To understand the difference, one must first know that moisture will always move from areas of high concentration to areas of low concentration (a variation of the “nature abhors a vacuum” principle). For the majority of the heating season, this means that moisture is trying to move from our warm, moist interior spaces into the outdoors, where it is cooler and drier. If there are leaks or holes in the building enclosure, this warm moist air will move quickly. But even if there are no leaks or holes, this moisture will still migrate to the exterior by diffusion – a molecular movement of moisture through the materials of the building. A material’s ability to resist this diffusion is known as its permeability. Materials with low permeability ratings allow very little moisture through, and materials with high perm ratings can allow quite a bit of moisture through.
Okay, that’s a lot of words to say that there is a natural vapour drive through the enclosure of a building.
For the past few decades, mainstream buildings in northern climates have relied on a vapour barrier – basically a thick plastic sheeting – to prevent air leaks from inside to outside and to prevent the diffusion of moisture into the wall. This practice arose from the failures of many early “air tight” homes, in which moisture was able to accumulate in the wall cavities and resulted in rot and mold issues. The solution was to use a vapour barrier membrane on the interior of the walls to prevent this from happening.
In the natural/sustainable building world, we have always preferred to use wall assemblies that are vapour permeable. This acknowledges the fact that the vapour drive in buildings is inevitable, relentless, and not necessarily a problem unless materials are introduced that do not allow for this vapour to pass through at a reasonable rate. A good example of such a material is OSB (chip board) or plywood, the two most common exterior sheathing materials in conventional construction. These materials will resist the migration of moisture such that it can accumulate and condense on the interior side of the sheathing and begin to cause problems. If moisture can’t pass through the exterior sheathing, it must be prevented from entering from the interior side… hence the plastic vapour barrier.
The plastered straw bale walls (both the lime-cement prefab walls and the clay-plastered site-baled walls) are examples of permeable walls. The plasters on the interior and exterior as well as the straw insulation are very capable of allowing the movement of moisture through the materials in either direction. In this way, problems arising from moisture accumulation are prevented, and the walls have an ability to dry out in either direction should there be times of high moisture loading.

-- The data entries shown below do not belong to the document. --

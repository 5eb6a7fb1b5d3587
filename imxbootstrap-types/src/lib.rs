#![doc = include_str!("../README.md")]
#![allow(clippy::multiple_crate_versions)]

extern crate alloc;

use alloc::fmt;
use std::{io, path::PathBuf};

/// Representation of the architecture we build the boot stack for
#[derive(Clone, Copy, Debug, Default, Eq, PartialEq, clap::ValueEnum)]
#[clap(rename_all = "lower")]
pub enum Architecture {
    /// ARM's AARCH32 Architecture
    Arm,

    /// ARM's AARCH64 Architecture
    #[default]
    Arm64,
}

impl Architecture {
    /// Creates our architecture enum from the Linux `ARCH` name
    ///
    /// # Errors
    ///
    /// If the given architecture is unknown
    pub fn from_kernel_str(s: &str) -> Result<Self, ImxBootstrapError> {
        Ok(match s {
            "arm64" | "aarch64" => Self::Arm64,
            "arm" => Self::Arm,
            _ => {
                return Err(ImxBootstrapError::Config(format!(
                    "Unknown architecture: {s}"
                )))
            }
        })
    }

    /// Returns the name the Linux and U-Boot build systems expect in `ARCH`
    #[must_use]
    pub fn as_kernel_str(self) -> &'static str {
        match self {
            Self::Arm => "arm",
            Self::Arm64 => "arm64",
        }
    }

    /// Returns the usual GNU cross-compiler prefix for this architecture
    #[must_use]
    pub fn default_cross_compile(self) -> &'static str {
        match self {
            Self::Arm => "arm-linux-gnueabihf-",
            Self::Arm64 => "aarch64-linux-gnu-",
        }
    }
}

impl fmt::Display for Architecture {
    fn fmt(&self, f: &mut fmt::Formatter<'_>) -> fmt::Result {
        write!(f, "{}", self.as_kernel_str())
    }
}

/// Our Error Type
#[derive(thiserror::Error, Debug)]
pub enum ImxBootstrapError {
    /// An error has occurred when accessing the local filesystem or files
    #[error("I/O Error")]
    Io(#[from] io::Error),

    /// An error has occurred when parsing JSON data
    #[error("JSON Parsing Failure")]
    Json(#[from] serde_json::Error),

    /// An error has occurred when parsing the environment file
    #[error("Environment File Format Error")]
    Toml(#[from] toml::de::Error),

    /// An external tool exited with a failure status
    #[error("Command `{command}` failed ({status})")]
    Command {
        /// The command line that was executed
        command: String,

        /// Description of how the command terminated
        status: String,
    },

    /// An external tool reported success but didn't produce its output
    #[error("Expected artifact {} is missing", .0.display())]
    MissingArtifact(PathBuf),

    /// The configuration or the command line is invalid
    #[error("Configuration Error: {0}")]
    Config(String),

    /// An unknown error occurred
    #[error("Error: {0}")]
    Custom(String),
}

Canada’s Greenest Home also incorporates some double stud frame wall sections, including the entire south wall and the window openings in the prefab bale walls. Since we are not using plasters on these walls (we could have… but wanted to demonstrate some more sustainable, conventional approaches), a sheet barrier of some kind is required. We definitely didn’t want to give up on a vapour permeable strategy…
Our first step was to choose an exterior sheathing that is quite permeable. For this we used DensGlass, a gypsum board product (union made in Ontario, Canada and fully recycleable) with a high perm rating. Should we have moisture movement through these walls, it will be able to dry through the DensGlass at a rate similar to our plastered walls.
The second step was to find a sheet barrier that meets the current code requirements for a vapour barrier (BuildingScience.com argues for the term “vapour control layer” which is a much more accurate term for what’s required) and yet doesn’t completely blow our desire for vapour permeability.
The answer seems to have come in the form of a “smart” vapour barrier, as suggested by Ross Elliott at HomeSol Building Solutions (our excellent energy auditor/advisor). In our case, we used a product called “Membrain” (insert groan here) from CertainTeed. This product (and similar versions from other companies) offers the vapour resistance of conventional plastic sheeting, but with a composition that allows for drying back through the membrane should conditions on the backside be more humid. While it lacks the low embodied energy and friendliness of the plasters we used elsewhere, these products allow conventional builders to achieve some of the same benefits at a very low cost and without having to switch building techniques.
You can read more about these “smart” barriers and how they work at BuildingGreen.com.
While we would always make plasters and natural insulations our first choice, the combination of recycled drywall, smart membrane, dense-packed cellulose insulation and permeable sheathing is a way to embrace “permeable” thinking within a mainstream paradigm.
Canada’s Greenest Home is an attempt to blend more “radical” natural building strategies with those that can work for mainstream builders. We’d like to see houses like this one be replicated by conventional builders, as well as natural builders. While builders at each end of this spectrum may choose one strategy/material over another, we think there is value in both approaches and are trying to demonstrate both in this project.